=== Section Start ===
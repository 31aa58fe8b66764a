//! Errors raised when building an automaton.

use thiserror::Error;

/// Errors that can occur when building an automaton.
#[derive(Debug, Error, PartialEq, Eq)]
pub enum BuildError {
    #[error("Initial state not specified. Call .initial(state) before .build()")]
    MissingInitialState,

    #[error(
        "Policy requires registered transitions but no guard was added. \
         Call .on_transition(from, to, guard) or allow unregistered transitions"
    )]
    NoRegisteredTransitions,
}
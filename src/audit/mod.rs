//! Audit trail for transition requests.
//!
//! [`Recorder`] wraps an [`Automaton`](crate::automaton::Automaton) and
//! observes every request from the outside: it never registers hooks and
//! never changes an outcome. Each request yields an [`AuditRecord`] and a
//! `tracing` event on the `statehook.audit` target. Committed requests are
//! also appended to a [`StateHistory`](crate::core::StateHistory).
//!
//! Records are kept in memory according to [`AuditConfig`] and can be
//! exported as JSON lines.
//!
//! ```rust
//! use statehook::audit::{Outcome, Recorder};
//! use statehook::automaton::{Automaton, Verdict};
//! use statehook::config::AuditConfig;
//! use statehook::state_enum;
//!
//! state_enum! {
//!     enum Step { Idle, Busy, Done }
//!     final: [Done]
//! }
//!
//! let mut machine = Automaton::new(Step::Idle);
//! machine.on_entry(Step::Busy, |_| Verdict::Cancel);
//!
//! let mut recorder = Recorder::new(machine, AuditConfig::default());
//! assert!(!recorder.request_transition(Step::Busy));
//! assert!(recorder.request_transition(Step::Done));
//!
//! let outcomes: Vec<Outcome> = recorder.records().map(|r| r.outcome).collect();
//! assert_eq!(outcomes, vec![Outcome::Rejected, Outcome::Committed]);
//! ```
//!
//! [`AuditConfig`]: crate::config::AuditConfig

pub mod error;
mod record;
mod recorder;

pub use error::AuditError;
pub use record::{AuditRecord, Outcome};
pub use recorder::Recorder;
=== Section End ===
=== Section Start ===
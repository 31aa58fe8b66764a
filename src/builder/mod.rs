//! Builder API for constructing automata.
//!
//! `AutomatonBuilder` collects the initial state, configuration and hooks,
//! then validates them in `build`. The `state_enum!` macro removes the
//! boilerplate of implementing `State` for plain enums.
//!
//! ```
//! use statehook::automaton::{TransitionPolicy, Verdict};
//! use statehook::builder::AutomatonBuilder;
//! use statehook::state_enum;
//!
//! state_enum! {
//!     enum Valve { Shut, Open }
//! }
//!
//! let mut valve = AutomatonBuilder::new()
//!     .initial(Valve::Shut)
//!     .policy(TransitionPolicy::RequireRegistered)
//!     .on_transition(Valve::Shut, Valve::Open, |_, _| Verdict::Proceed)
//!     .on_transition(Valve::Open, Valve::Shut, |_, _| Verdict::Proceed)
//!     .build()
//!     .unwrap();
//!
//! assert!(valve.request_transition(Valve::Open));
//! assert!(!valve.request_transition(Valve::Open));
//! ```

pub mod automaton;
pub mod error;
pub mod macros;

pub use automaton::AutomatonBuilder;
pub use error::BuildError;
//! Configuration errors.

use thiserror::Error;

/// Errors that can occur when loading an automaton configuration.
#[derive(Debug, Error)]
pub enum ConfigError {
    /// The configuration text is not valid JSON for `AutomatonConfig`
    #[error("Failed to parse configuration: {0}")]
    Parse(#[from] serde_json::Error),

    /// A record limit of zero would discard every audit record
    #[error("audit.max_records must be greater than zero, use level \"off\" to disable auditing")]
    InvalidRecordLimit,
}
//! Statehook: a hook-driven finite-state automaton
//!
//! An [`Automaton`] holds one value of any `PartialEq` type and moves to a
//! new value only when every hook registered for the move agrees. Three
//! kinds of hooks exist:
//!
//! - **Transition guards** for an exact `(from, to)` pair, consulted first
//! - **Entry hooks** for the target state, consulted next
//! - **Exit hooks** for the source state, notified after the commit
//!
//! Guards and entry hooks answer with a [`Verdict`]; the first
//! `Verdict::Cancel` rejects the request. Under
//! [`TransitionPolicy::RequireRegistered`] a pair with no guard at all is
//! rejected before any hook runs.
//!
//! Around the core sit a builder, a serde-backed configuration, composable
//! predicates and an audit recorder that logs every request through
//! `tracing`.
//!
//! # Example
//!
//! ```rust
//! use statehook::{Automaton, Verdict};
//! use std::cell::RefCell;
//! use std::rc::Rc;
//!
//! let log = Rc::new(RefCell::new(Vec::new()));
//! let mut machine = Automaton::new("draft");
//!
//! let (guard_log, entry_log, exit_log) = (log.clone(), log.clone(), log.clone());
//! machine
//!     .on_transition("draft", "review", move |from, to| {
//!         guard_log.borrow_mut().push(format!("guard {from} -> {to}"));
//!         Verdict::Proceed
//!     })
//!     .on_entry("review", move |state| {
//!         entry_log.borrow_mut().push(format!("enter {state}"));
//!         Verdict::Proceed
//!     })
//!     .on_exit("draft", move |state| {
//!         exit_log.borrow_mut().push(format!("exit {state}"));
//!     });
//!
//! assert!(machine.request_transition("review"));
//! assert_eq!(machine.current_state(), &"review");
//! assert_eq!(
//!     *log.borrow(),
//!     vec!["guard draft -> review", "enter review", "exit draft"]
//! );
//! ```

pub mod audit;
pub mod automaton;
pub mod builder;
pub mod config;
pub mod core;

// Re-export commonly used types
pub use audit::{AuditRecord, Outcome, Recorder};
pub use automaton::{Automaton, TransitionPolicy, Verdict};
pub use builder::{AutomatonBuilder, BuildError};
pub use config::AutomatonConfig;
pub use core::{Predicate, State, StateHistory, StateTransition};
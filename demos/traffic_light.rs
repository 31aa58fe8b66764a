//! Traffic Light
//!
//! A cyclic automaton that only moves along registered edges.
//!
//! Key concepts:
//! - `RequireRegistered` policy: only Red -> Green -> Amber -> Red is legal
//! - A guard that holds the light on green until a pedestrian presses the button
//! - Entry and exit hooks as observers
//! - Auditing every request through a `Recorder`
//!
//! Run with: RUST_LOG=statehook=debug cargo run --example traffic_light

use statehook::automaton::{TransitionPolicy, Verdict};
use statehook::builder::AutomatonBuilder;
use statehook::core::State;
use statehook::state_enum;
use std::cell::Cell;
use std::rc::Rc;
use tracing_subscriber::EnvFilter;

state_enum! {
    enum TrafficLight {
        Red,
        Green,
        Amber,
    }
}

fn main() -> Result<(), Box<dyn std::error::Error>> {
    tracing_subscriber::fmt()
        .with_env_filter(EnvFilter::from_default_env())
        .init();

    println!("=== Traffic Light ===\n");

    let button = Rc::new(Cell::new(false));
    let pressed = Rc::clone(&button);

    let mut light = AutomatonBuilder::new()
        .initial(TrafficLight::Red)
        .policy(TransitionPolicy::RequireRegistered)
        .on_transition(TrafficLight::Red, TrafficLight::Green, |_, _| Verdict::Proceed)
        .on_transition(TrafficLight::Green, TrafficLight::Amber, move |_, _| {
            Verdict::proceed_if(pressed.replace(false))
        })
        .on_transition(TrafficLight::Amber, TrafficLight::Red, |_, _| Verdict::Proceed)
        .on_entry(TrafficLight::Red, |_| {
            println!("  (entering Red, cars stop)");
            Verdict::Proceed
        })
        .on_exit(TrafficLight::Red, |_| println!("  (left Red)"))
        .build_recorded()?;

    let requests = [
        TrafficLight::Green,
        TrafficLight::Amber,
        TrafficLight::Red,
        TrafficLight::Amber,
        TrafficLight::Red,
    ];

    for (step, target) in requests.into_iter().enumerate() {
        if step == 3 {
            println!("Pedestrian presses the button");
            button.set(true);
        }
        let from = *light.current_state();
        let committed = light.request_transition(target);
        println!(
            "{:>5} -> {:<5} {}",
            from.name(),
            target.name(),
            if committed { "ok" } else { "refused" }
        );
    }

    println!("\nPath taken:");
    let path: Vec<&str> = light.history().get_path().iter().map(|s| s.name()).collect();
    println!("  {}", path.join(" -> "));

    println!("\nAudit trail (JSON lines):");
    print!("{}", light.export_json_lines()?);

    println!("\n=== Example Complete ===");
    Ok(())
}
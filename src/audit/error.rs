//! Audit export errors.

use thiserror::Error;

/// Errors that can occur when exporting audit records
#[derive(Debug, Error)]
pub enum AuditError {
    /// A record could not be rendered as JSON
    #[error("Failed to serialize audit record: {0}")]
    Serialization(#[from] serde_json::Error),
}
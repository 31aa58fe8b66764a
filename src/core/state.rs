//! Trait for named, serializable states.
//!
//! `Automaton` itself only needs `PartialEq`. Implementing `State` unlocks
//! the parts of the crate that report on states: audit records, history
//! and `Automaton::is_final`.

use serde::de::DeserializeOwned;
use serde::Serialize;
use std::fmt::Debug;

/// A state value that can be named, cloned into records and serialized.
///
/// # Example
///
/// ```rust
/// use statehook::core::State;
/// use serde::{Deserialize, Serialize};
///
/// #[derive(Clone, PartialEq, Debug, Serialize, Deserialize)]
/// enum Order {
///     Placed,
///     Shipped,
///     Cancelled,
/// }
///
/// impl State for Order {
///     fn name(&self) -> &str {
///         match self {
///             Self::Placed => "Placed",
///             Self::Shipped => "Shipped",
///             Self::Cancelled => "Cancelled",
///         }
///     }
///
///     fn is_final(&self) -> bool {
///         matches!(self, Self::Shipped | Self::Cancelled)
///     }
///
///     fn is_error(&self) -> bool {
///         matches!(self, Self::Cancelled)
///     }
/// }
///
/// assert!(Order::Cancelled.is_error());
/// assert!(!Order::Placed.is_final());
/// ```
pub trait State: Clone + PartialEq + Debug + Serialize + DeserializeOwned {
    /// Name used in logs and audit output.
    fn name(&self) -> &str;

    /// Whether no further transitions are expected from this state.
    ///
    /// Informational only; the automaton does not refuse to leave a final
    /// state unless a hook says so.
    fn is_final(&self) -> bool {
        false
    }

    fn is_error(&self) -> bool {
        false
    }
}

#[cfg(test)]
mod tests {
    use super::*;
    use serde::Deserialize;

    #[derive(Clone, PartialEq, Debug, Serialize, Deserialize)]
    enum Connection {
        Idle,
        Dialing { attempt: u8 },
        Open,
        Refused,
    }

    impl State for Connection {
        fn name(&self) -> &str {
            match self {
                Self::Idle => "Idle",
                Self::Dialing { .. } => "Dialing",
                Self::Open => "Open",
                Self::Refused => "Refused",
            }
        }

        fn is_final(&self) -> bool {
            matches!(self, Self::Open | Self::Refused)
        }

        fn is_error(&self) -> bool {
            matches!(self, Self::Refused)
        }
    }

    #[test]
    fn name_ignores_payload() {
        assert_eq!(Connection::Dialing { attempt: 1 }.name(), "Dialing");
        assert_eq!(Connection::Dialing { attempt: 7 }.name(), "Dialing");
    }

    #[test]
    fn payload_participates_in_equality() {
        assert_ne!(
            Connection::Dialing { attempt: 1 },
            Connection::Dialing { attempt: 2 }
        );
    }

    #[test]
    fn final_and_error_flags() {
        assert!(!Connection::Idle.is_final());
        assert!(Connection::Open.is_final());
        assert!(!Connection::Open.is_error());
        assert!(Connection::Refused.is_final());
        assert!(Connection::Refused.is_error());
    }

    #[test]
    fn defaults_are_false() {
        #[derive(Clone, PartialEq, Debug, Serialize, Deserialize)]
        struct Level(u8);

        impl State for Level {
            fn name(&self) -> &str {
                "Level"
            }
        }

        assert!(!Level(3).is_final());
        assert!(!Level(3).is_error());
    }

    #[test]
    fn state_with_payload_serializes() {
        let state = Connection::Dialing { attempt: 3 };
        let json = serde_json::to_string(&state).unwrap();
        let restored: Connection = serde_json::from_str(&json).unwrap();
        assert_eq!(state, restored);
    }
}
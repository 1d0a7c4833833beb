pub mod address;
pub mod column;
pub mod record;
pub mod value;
=== Section End ===
=== Section Start ===
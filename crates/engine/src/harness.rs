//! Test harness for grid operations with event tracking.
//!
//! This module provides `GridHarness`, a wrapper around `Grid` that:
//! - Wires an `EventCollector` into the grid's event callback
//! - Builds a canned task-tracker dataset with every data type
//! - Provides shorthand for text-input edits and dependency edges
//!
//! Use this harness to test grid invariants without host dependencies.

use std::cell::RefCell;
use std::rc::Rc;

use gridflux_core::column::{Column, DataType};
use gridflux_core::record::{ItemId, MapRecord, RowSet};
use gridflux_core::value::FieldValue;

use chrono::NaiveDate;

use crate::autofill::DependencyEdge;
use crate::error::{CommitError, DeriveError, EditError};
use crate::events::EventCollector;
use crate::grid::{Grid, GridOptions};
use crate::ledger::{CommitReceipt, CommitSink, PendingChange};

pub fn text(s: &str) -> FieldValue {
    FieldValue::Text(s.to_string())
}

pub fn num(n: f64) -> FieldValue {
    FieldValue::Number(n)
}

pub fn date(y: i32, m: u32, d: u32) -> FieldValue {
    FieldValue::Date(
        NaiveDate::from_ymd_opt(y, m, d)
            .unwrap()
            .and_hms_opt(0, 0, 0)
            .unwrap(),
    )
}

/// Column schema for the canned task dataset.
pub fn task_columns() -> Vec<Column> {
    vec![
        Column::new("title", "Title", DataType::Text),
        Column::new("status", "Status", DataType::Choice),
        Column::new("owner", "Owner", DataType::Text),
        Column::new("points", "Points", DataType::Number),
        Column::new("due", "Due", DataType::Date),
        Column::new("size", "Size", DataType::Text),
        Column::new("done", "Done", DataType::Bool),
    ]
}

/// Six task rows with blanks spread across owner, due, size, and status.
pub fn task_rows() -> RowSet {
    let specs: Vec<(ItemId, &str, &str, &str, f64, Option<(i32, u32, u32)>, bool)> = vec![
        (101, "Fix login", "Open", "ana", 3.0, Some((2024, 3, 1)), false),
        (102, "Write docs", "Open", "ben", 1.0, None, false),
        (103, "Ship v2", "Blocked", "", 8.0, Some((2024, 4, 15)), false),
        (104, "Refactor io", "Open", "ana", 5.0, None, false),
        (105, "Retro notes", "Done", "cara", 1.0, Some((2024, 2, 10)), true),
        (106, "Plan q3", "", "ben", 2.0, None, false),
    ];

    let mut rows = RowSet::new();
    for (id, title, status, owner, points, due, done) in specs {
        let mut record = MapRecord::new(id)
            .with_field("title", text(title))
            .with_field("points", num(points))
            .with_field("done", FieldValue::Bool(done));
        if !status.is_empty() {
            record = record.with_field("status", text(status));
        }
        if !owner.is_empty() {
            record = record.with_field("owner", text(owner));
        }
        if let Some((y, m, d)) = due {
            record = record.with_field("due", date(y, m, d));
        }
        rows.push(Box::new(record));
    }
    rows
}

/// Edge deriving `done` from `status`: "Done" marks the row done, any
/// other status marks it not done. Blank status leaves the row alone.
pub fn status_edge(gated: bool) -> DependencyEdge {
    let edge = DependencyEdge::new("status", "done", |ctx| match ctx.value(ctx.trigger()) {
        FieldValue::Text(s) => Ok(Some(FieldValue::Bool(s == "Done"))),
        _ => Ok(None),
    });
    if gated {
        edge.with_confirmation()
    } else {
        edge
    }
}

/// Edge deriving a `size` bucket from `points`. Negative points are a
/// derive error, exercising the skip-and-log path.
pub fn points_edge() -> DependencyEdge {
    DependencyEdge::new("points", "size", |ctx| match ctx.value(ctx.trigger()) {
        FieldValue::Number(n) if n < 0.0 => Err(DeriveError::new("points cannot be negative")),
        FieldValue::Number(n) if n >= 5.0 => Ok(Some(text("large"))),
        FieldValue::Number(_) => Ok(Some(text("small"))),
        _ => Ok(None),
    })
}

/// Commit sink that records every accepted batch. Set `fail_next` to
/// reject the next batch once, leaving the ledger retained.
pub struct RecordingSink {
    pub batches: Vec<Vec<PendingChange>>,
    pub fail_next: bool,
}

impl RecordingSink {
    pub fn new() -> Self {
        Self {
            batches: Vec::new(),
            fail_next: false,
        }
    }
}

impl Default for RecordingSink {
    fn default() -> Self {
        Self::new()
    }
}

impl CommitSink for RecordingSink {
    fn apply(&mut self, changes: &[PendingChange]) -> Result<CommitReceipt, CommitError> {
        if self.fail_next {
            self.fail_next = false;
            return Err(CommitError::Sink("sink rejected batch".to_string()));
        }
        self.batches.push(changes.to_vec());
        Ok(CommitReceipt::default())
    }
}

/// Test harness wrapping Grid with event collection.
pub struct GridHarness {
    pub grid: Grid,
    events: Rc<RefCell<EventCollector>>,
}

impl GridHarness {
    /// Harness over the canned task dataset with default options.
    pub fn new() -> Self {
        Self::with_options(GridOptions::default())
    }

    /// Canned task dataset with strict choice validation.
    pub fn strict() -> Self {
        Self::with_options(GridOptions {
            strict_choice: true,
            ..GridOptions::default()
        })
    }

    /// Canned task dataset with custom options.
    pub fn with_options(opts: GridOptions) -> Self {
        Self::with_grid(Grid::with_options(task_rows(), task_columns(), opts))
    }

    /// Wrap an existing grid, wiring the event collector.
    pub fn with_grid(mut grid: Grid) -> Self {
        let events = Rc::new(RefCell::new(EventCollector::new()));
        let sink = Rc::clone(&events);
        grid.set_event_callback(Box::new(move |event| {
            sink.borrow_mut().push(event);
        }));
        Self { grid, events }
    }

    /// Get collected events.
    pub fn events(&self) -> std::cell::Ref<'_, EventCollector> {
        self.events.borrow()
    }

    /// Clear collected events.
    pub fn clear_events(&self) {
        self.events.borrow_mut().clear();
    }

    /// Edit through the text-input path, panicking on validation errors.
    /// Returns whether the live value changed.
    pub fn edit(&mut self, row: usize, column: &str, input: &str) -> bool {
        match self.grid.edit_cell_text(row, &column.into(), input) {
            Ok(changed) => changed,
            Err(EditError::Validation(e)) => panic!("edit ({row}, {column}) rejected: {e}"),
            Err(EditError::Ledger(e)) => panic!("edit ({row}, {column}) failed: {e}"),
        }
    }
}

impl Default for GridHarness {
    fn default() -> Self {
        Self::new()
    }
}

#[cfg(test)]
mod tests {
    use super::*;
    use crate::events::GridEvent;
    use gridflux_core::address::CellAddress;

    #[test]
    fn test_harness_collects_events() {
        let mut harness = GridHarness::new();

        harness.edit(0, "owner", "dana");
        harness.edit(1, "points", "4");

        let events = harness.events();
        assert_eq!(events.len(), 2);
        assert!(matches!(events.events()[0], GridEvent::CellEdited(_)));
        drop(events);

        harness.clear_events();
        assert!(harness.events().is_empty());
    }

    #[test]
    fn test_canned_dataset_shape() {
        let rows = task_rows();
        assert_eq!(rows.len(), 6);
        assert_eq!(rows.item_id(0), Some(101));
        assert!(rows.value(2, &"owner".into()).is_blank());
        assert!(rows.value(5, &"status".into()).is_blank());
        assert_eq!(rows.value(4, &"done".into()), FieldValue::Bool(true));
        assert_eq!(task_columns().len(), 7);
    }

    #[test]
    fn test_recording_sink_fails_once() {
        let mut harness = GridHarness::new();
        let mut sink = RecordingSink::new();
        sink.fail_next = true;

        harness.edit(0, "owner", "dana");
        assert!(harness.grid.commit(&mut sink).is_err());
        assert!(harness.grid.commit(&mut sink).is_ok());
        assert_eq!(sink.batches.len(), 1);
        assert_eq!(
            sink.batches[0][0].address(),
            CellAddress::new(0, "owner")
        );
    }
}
=== Section End ===
### Task description
Look through the entries and work out how many lines have the word "requests" in them; reply with that number only.

### Finished exercise
4